Report back every line from the entries below in which the word "RelevanceCache" occurs.

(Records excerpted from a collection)
Start of Block
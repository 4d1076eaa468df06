//! The set of addresses, policies and asset fingerprints the platform cares
//! about, and the filter deciding whether a transaction touches it.

use andamio_common::{
    asset::{fingerprint, AssetMap},
    configuration::PlatformConfig,
    IndexerError, IndexerResult, PolicyId, TransactionEvent, TxOutputEvent,
};
use andamio_module_tx_store::Database;
use std::{
    collections::HashSet,
    sync::{Arc, PoisonError, RwLock},
};
use tokio::sync::Mutex;
use tracing::info;

#[derive(Debug, Clone, Default, PartialEq, Eq)]
pub struct RelevanceSet {
    pub addresses: HashSet<String>,
    pub policies: HashSet<PolicyId>,
    pub fingerprints: HashSet<String>,
}

impl RelevanceSet {
    /// Combine the static platform set with the tracked addresses
    pub fn from_sources(platform: &PlatformConfig, tracked: Vec<String>) -> IndexerResult<Self> {
        let policies = platform
            .policy_ids
            .iter()
            .map(|id| {
                id.parse::<PolicyId>()
                    .map_err(|e| IndexerError::Config(format!("invalid policy id '{id}': {e}")))
            })
            .collect::<IndexerResult<HashSet<_>>>()?;

        let mut addresses: HashSet<String> = platform.addresses.iter().cloned().collect();
        addresses.extend(tracked);

        Ok(Self {
            addresses,
            policies,
            fingerprints: platform.admin_asset_fingerprints.iter().cloned().collect(),
        })
    }

    fn carries(&self, assets: &AssetMap) -> bool {
        assets.iter().any(|(policy_id, names)| {
            self.policies.contains(policy_id)
                || (!self.fingerprints.is_empty()
                    && names.0.keys().any(|name| {
                        fingerprint(policy_id, name)
                            .map(|f| self.fingerprints.contains(&f))
                            .unwrap_or(false)
                    }))
        })
    }

    fn touches(&self, output: &TxOutputEvent) -> bool {
        self.addresses.contains(&output.address) || self.carries(&output.assets)
    }
}

/// Admit a transaction if any resolved input or output pays to a known
/// address or carries a known policy or fingerprint
pub fn is_relevant(set: &RelevanceSet, event: &TransactionEvent) -> bool {
    event.resolved_inputs.iter().any(|input| set.touches(input))
        || event.outputs.iter().any(|output| set.touches(output))
}

/// Shared relevance set, swapped whole on reload
pub struct RelevanceCache {
    db: Database,
    platform: PlatformConfig,
    current: RwLock<Arc<RelevanceSet>>,
    reloading: Mutex<()>,
}

impl RelevanceCache {
    pub async fn load(db: Database, platform: PlatformConfig) -> IndexerResult<Self> {
        let set = Self::read_sources(&db, &platform).await?;
        info!(
            addresses = set.addresses.len(),
            policies = set.policies.len(),
            fingerprints = set.fingerprints.len(),
            "Loaded relevance set"
        );
        Ok(Self {
            db,
            platform,
            current: RwLock::new(Arc::new(set)),
            reloading: Mutex::new(()),
        })
    }

    async fn read_sources(db: &Database, platform: &PlatformConfig) -> IndexerResult<RelevanceSet> {
        let mut txn = db.read().await?;
        let tracked = db.metadata().tracked_addresses(&mut txn).await;
        txn.discard().await;
        RelevanceSet::from_sources(platform, tracked?)
    }

    /// Re-read the tracked addresses and the platform set
    pub async fn reload(&self) -> IndexerResult<()> {
        let _guard = self.reloading.lock().await;
        let set = Arc::new(Self::read_sources(&self.db, &self.platform).await?);
        let addresses = set.addresses.len();
        *self.current.write().unwrap_or_else(PoisonError::into_inner) = set;
        info!(addresses, "Reloaded relevance set");
        Ok(())
    }

    pub fn snapshot(&self) -> Arc<RelevanceSet> {
        self.current.read().unwrap_or_else(PoisonError::into_inner).clone()
    }
}

#[cfg(test)]
mod tests {
    use super::*;
    use andamio_common::{asset::PolicyAssets, BlockHash, TxHash};
    use std::collections::BTreeMap;
    use tempfile::TempDir;

    const POLICY: &str = "1e349c9bdea19fd6c147626a5260bc44b71635f398b67c59881df209";

    fn output(address: &str, assets: AssetMap) -> TxOutputEvent {
        TxOutputEvent {
            address: address.to_string(),
            amount: 2_000_000,
            assets,
            datum: None,
            cbor: Vec::new(),
        }
    }

    fn event(resolved_inputs: Vec<TxOutputEvent>, outputs: Vec<TxOutputEvent>) -> TransactionEvent {
        TransactionEvent {
            tx_hash: TxHash::new([1; 32]),
            cbor: Vec::new(),
            inputs: Vec::new(),
            resolved_inputs,
            outputs,
            reference_inputs: Vec::new(),
            metadata: None,
            fee: 0,
            ttl: None,
            withdrawals: BTreeMap::new(),
            witnesses: Default::default(),
            certificates: Vec::new(),
            block_hash: BlockHash::new([0; 32]),
        }
    }

    fn token(name: &[u8]) -> AssetMap {
        let mut assets = AssetMap::new();
        assets.insert(
            POLICY.parse().unwrap(),
            PolicyAssets(BTreeMap::from([(name.to_vec(), 1)])),
        );
        assets
    }

    fn platform(addresses: &[&str], policies: &[&str], fingerprints: &[&str]) -> PlatformConfig {
        PlatformConfig {
            addresses: addresses.iter().map(|s| s.to_string()).collect(),
            policy_ids: policies.iter().map(|s| s.to_string()).collect(),
            admin_asset_fingerprints: fingerprints.iter().map(|s| s.to_string()).collect(),
        }
    }

    #[test]
    fn admits_by_output_or_input_address() {
        let set = RelevanceSet::from_sources(&platform(&["addr_a"], &[], &[]), Vec::new()).unwrap();
        assert!(is_relevant(&set, &event(Vec::new(), vec![output("addr_a", AssetMap::new())])));
        assert!(is_relevant(&set, &event(vec![output("addr_a", AssetMap::new())], Vec::new())));
        assert!(!is_relevant(&set, &event(vec![output("addr_b", AssetMap::new())], vec![output("addr_b", AssetMap::new())])));
    }

    #[test]
    fn admits_by_policy_and_fingerprint() {
        let by_policy = RelevanceSet::from_sources(&platform(&[], &[POLICY], &[]), Vec::new()).unwrap();
        assert!(is_relevant(&by_policy, &event(Vec::new(), vec![output("addr_b", token(b"PATATE"))])));

        let by_fingerprint = RelevanceSet::from_sources(
            &platform(&[], &[], &["asset1hv4p5tv2a837mzqrst04d0dcptdjmluqvdx9k3"]),
            Vec::new(),
        )
        .unwrap();
        assert!(is_relevant(&by_fingerprint, &event(vec![output("addr_b", token(b"PATATE"))], Vec::new())));
        assert!(!is_relevant(&by_fingerprint, &event(Vec::new(), vec![output("addr_b", token(b"OTHER"))])));
    }

    #[test]
    fn keeps_fingerprints_apart_from_addresses() {
        let set = RelevanceSet::from_sources(&platform(&[], &[], &["asset1xyz"]), Vec::new()).unwrap();
        assert!(!is_relevant(&set, &event(Vec::new(), vec![output("asset1xyz", AssetMap::new())])));
    }

    #[test]
    fn rejects_bad_policy_id() {
        let result = RelevanceSet::from_sources(&platform(&[], &["zz"], &[]), Vec::new());
        assert!(matches!(result, Err(IndexerError::Config(_))));
    }

    #[tokio::test]
    async fn reload_picks_up_tracked_addresses() {
        let dir = TempDir::new().unwrap();
        let db = Database::open(dir.path()).await.unwrap();
        let cache = RelevanceCache::load(db.clone(), platform(&["addr_a"], &[], &[])).await.unwrap();
        let before = cache.snapshot();
        assert!(!before.addresses.contains("addr_t"));

        db.metadata().add_tracked_address(None, "addr_t").await.unwrap();
        cache.reload().await.unwrap();

        assert!(cache.snapshot().addresses.contains("addr_t"));
        assert!(cache.snapshot().addresses.contains("addr_a"));
        // Earlier snapshots are unaffected
        assert!(!before.addresses.contains("addr_t"));
    }
}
End of Block
• _Solution to this exercise_
pub struct RelevanceCache {
impl RelevanceCache {
        let cache = RelevanceCache::load(db.clone(), platform(&["addr_a"], &[], &[])).await.unwrap();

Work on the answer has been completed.